Limited range of motion and joint pain that makes doing even simple daily tasks a challenge can take away your independence. Self-help devices can help you get it back. Discover easy-to-use aids for almost every task you face around the house.
In the bedroom:
Start your day by getting dressed yourself. Clothing that slips on easily and secures with hook-and-loop closures is always a great choice. However, if you don’t want to build a special wardrobe, you can add some dressing devices to your routine instead. A zipper pull does just what it says while a button aid with an easy-grip ribbed handle and a wire loop makes pulling buttons through holes easier. A sock aid works with all styles of socks ̶ ankle, knee-length, crew, calf-length, athletic, dress, trouser and no-show ̶ and has easy-to-hold loops that make putting socks on and pulling them up easier. A shoehorn dressing aid stick is a 2-in-1 device that helps you pull up pants and put on socks and shoes. Look for one that’s extra-long so you don’t have to strain to bend down.
In the bathroom:
Bathrooms, with their often wet, slippery surfaces and limited space to maneuver, can be a dangerous place even before you factor in arthritis. Luckily, finding assistive aids designed just for the bathroom is easy since bath safety is a shared concern across many communities. Begin by strategically placing grab bars or hand rails around the room so you have a place hold on to when you’re moving slowly. Add a tub grab bar to make getting into and out of the bathtub easier. A raised toilet seat adds extra height so you don’t have to bend as far to get down or back up. One with arms provides even more stability. Faucet levers are a final finishing touch that help you use the sink if your grip is weak.
In the kitchen:
If you look closely, you’ll notice that many time-saving kitchen tools are also assistive aids. Consider the electric can opener, food processor, citrus zester, juicer and the old-fashioned mandolin slicer. They’re easy to operate, and they transform difficult tasks into manageable ones. There’s also a range of specialized tools that can help as well. A reacher extends your reach by several feet and helps you pick things up off the floor or get items safely down from high shelves. Some can also do double-duty as a dressing aid. Gripped, cushioned utensils and foam tubing that simply slides on the end of a fork, knife or spoon make getting a grip on hard-to-hold silverware easier. Angled, scoop dishes place food at an angle that’s easier to access.
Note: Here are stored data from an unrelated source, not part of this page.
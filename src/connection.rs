use std::io::{self, Cursor};

use bytes::{Buf, BytesMut};
use tokio::io::{AsyncReadExt, AsyncWriteExt, BufWriter};
use tokio::net::TcpStream;

use crate::frame::{self, Frame};

/// A framed, buffered wrapper around a TCP stream. Incoming bytes are
/// accumulated until they hold at least one complete frame; outgoing
/// frames are encoded straight onto the buffered writer.
#[derive(Debug)]
pub struct Connection {
    stream: BufWriter<TcpStream>,
    buffer: BytesMut,
}

impl Connection {
    pub fn new(socket: TcpStream) -> Connection {
        Connection {
            stream: BufWriter::new(socket),
            buffer: BytesMut::with_capacity(4 * 1024),
        }
    }

    /// Read a single frame, waiting for more bytes as needed.
    ///
    /// Returns `None` on a clean peer shutdown. A shutdown that leaves a
    /// partial frame in the buffer is reported as an error.
    pub async fn read_frame(&mut self) -> crate::Result<Option<Frame>> {
        loop {
            if let Some(frame) = self.parse_frame()? {
                return Ok(Some(frame));
            }

            // read_buf returns the number of bytes appended to the buffer
            if 0 == self.stream.read_buf(&mut self.buffer).await? {
                if self.buffer.is_empty() {
                    return Ok(None);
                } else {
                    return Err("connection reset by peer".into());
                }
            }
        }
    }

    /// Try to decode one frame from the front of the buffer. Only the
    /// bytes of a fully decoded frame are consumed, so requests that were
    /// pipelined into a single read survive for subsequent calls.
    fn parse_frame(&mut self) -> crate::Result<Option<Frame>> {
        use frame::Error::Incomplete;

        let mut buf = Cursor::new(&self.buffer[..]);

        match Frame::check(&mut buf) {
            Ok(_) => {
                let len = buf.position() as usize;

                buf.set_position(0);

                let frame = Frame::parse(&mut buf)?;

                self.buffer.advance(len);

                Ok(Some(frame))
            }
            Err(Incomplete) => Ok(None),
            Err(err) => Err(err.into()),
        }
    }

    pub async fn write_frame(&mut self, frame: &Frame) -> io::Result<()> {
        match frame {
            Frame::Array(val) => {
                self.stream.write_u8(b'*').await?;
                self.write_decimal(val.len() as u64).await?;

                for entry in val {
                    self.write_value(entry).await?;
                }
            }
            _ => {
                self.write_value(frame).await?;
            }
        }

        self.stream.flush().await
    }

    async fn write_value(&mut self, frame: &Frame) -> io::Result<()> {
        match frame {
            Frame::Bulk(val) => {
                let len = val.len();

                self.stream.write_u8(b'$').await?;
                self.write_decimal(len as u64).await?;
                self.stream.write_all(val).await?;
                self.stream.write_all(b"\r\n").await?;
            }
            Frame::Null => {
                self.stream.write_all(b"$-1\r\n").await?;
            }
            Frame::Simple(string) => {
                self.stream.write_u8(b'+').await?;
                self.stream.write_all(string.as_bytes()).await?;
                self.stream.write_all(b"\r\n").await?;
            }
            Frame::Error(message) => {
                self.stream.write_u8(b'-').await?;
                self.stream.write_all(message.as_bytes()).await?;
                self.stream.write_all(b"\r\n").await?;
            }
            Frame::Integer(val) => {
                self.stream.write_u8(b':').await?;
                self.write_decimal(*val).await?;
            }
            // Replies never nest arrays inside arrays
            Frame::Array(_) => unreachable!(),
        }

        Ok(())
    }

    async fn write_decimal(&mut self, val: u64) -> io::Result<()> {
        use std::io::Write;

        let mut buf = [0u8; 20];
        let mut buf = Cursor::new(&mut buf[..]);
        write!(&mut buf, "{}", val)?;

        let pos = buf.position() as usize;
        self.stream.write_all(&buf.get_ref()[..pos]).await?;
        self.stream.write_all(b"\r\n").await?;

        Ok(())
    }
}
And there’s more being added all the time.
We just told you about a fraction of the products that are available. Talk to your doctor, do some research on the internet, talk to friends and family, and you’re sure to discover even more devices that can make a difference in your life. And, keep an eye open for new must-have assistive aids. With more than 54 million people dealing with arthritis, the market is huge, and there are more products coming to stores all the time.